Your instructions>
Return every line of the records that includes the string "ProgressTicker".

Provided data>
Segment Open

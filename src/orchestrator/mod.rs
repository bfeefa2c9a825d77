//! 编排层（Orchestration Layer）
//!
//! ## 职责
//!
//! 本层负责页面生命周期，是整个系统的"指挥中心"。
//!
//! ### `research_page` - 研究页
//! - 激活时启动进度定时器（ProgressTicker）
//! - 后台运行讲义解析（GenerationOrchestrator）
//! - 发布页面状态与进度游标
//! - 保存成功后发出跳转信号
//! - 卸载时停止定时器
//!
//! ## 层次关系
//!
//! ```text
//! research_page (页面生命周期)
//!     ↓                    ↓
//! workflow::GenerationOrchestrator   progress::ProgressTicker
//!     ↓
//! services / clients (能力层：缓存 / 生成 / 保存)
//!     ↓
//! infrastructure (基础设施：ApiTransport)
//! ```

pub mod research_page;

pub use research_page::{ActivePage, NavigationOptions, PageState, ResearchPage};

Segment Closed

Answer to this problem>
//! - 激活时启动进度定时器（ProgressTicker）
//! workflow::GenerationOrchestrator   progress::ProgressTicker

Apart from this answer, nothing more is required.